Many biochemical reactions that occur in cells require relatively high concentrations of potassium ion \(\left(\mathrm{K}^{+}\right)\). The concentration of \(\mathrm{K}^{+}\) in muscle cells is about \(0.15 M\). The concentration of \(\mathrm{K}^{+}\) in blood plasma is about \(0.0050 M .\) The high internal concentration in cells is maintained by pumping \(\mathrm{K}^{+}\) from the plasma. How much work must be done to transport \(1.0 \mathrm{~mol} \mathrm{~K}^{+}\) from the blood to the inside of a muscle cell at \(37^{\circ} \mathrm{C}\), normal body temperature? When \(1.0 \mathrm{~mol} \mathrm{~K}^{+}\) is transferred from blood to the cells, do any other ions have to be transported?

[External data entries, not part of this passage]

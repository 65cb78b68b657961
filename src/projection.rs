//! World → camera → screen transform.
//!
//! The [`Projection`] struct carries the viewport size and focal scale. Each
//! vertex is taken through the same fixed sequence of steps:
//!
//! 1. Translate by the negated camera position.
//! 2. Rotate (x, z) by yaw.
//! 3. Rotate (y, z) by pitch.
//! 4. Keep the result as the camera-space point.
//! 5. Perspective divide: `scale = fov / z`.
//! 6. Offset from the viewport center, truncating to whole pixels.
//!
//! Rotation happens about the translated point, so the camera always sits at
//! the camera-space origin looking down +Z.

use crate::camera::Camera;
use crate::config::{RenderConfig, FOV};
use crate::math::{rotate2d, ScreenPoint, Vec3};

/// A vertex after projection.
#[derive(Clone, Copy, Debug, PartialEq)]
pub struct Projected {
    /// Pixel coordinates. Saturated when the divide blew up.
    pub screen: ScreenPoint,
    /// Camera-space position, before the perspective divide.
    pub view: Vec3,
    /// `true` when the point is strictly in front of the camera and the
    /// divide produced a finite scale. Only such points may count toward
    /// face visibility.
    pub in_front: bool,
}

/// Viewport dimensions plus the focal scale used for the perspective divide.
#[derive(Debug, Clone, Copy, PartialEq)]
pub struct Projection {
    width: u32,
    height: u32,
    fov: f32,
}

impl Default for Projection {
    fn default() -> Self {
        Self::from_config(&RenderConfig::default())
    }
}

impl Projection {
    pub fn new(width: u32, height: u32, fov: f32) -> Self {
        Self { width, height, fov }
    }

    pub fn from_config(config: &RenderConfig) -> Self {
        Self::new(config.width, config.height, config.fov)
    }

    /// Integer center of the viewport.
    pub fn center(&self) -> ScreenPoint {
        ScreenPoint::new((self.width / 2) as i32, (self.height / 2) as i32)
    }

    /// Open-interval bounds test: pixels on the border row/column are out.
    #[inline]
    pub fn contains(&self, point: ScreenPoint) -> bool {
        point.x > 0 && point.x < self.width as i32 && point.y > 0 && point.y < self.height as i32
    }

    #[inline]
    pub fn project(&self, vertex: Vec3, camera: &Camera) -> Projected {
        project(vertex, camera, self.center(), self.fov)
    }
}

/// Moves a world-space point into camera space (steps 1-3).
#[inline]
pub fn to_camera_space(vertex: Vec3, camera: &Camera) -> Vec3 {
    let relative = vertex - camera.position();
    let (x, z) = rotate2d((relative.x, relative.z), camera.yaw());
    let (y, z) = rotate2d((relative.y, z), camera.pitch());
    Vec3::new(x, y, z)
}

/// Projects a world-space vertex onto the screen.
///
/// `fov` defaults to [`FOV`] in every caller inside the crate.
pub fn project(vertex: Vec3, camera: &Camera, center: ScreenPoint, fov: f32) -> Projected {
    let view = to_camera_space(vertex, camera);

    let scale = fov / view.z;
    let in_front = view.z > 0.0 && scale.is_finite();

    // `as i32` truncates toward zero and saturates on overflow; NaN maps to 0,
    // which `in_front` already rules out for visibility.
    let screen = ScreenPoint::new(
        center.x.saturating_add((view.x * scale) as i32),
        center.y.saturating_add((view.y * scale) as i32),
    );

    Projected {
        screen,
        view,
        in_front,
    }
}

/// [`project`] with the default focal scale.
pub fn project_default(vertex: Vec3, camera: &Camera, center: ScreenPoint) -> Projected {
    project(vertex, camera, center, FOV)
}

Why or why not?

Short Answer

Expert verified
The work required to transport 1.0 mol of K+ ions from the blood to the inside of a muscle cell at 37°C is approximately 2.99 x 10^4 J/mol. The transportation of other ions is necessary during this process to maintain charge neutrality.

Step by step solution

01

Understand Gibbs free energy formula

The work done in transporting ions across a membrane can be calculated using the Gibbs free energy formula: \(\Delta G = \Delta G^0 + RT \ln\frac{Q}{K}\) where: - \(\Delta G\) is the Gibbs free energy change - \(\Delta G^0\) is the standard Gibbs free energy change (0 for this process) - R is the gas constant (8.314 J/mol K) - T is the temperature in Kelvin (in this case, 37°C = 310 K) - Q is the reaction quotient (calculated by dividing the concentration of K+ in muscle cells by the concentration in blood plasma) - K is the equilibrium constant (1 for this process since the concentrations remain constant)
02

Calculate the reaction quotient (Q)

We are given that the concentration of K+ in muscle cells is 0.15 M, and the concentration in blood plasma is 0.0050 M. We can calculate the reaction quotient Q as follows: \(Q = \frac{\text{concentration in muscle cells}}{\text{concentration in blood}} = \frac{0.15 M}{0.0050 M} = 30\)
03

Calculate the Gibbs free energy change (\(\Delta G\))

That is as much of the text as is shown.